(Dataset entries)
--- --- ---
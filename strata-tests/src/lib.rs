//! Strata Tests - Simulated-cluster testing for the Strata router.
//!
//! This crate contains the cross-crate tests for the router. Tests run the
//! real `Router` against a simulated cluster that answers with redirects the
//! way cluster nodes do.
//!
//! ## Test Organization
//!
//! **Integration Tests** (`*_tests.rs`): Router against a simulated cluster
//! - `router_tests`: every operation with leader caching on and off
//! - `convergence_tests`: leader learning, leader moves, partial failures and
//!   concurrent callers
//!
//! **Support Modules**:
//! - `simulated_cluster`: `SimulatedCluster` and its `Connector`
//! - `properties`: Property definitions (`StaleCacheEntry`, `ExcessRetries`, etc.)
//! - `scenarios`: Reusable workloads
//!
//! ## Naming Conventions
//!
//! - Integration tests: `test_<component>_<scenario>`
//! - Unit tests: Inline in each crate under `#[cfg(test)]`

#![forbid(unsafe_code)]
#![deny(missing_docs)]
#![deny(clippy::all)]
#![warn(clippy::pedantic)]
#![warn(clippy::nursery)]

pub mod properties;
pub mod scenarios;
pub mod simulated_cluster;


use tracing_subscriber::EnvFilter;

/// Installs a test-friendly fmt subscriber honouring `RUST_LOG`.
///
/// Safe to call from every test; only the first call installs anything.
pub fn init_tracing() {
    let _ = tracing_subscriber::fmt()
        .with_env_filter(EnvFilter::from_default_env())
        .with_test_writer()
        .try_init();
}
--- --- ---
▶ _EXERCISE DIRECTIONS_
Starting with the line that contains "use tracing_subscriber::EnvFilter;", restate every line through the end of the records above, exactly and with no other lines.

▶ _SOLUTION TO THIS PROBLEM_
use tracing_subscriber::EnvFilter;

/// Installs a test-friendly fmt subscriber honouring `RUST_LOG`.
///
/// Safe to call from every test; only the first call installs anything.
pub fn init_tracing() {
    let _ = tracing_subscriber::fmt()
        .with_env_filter(EnvFilter::from_default_env())
        .with_test_writer()
        .try_init();
}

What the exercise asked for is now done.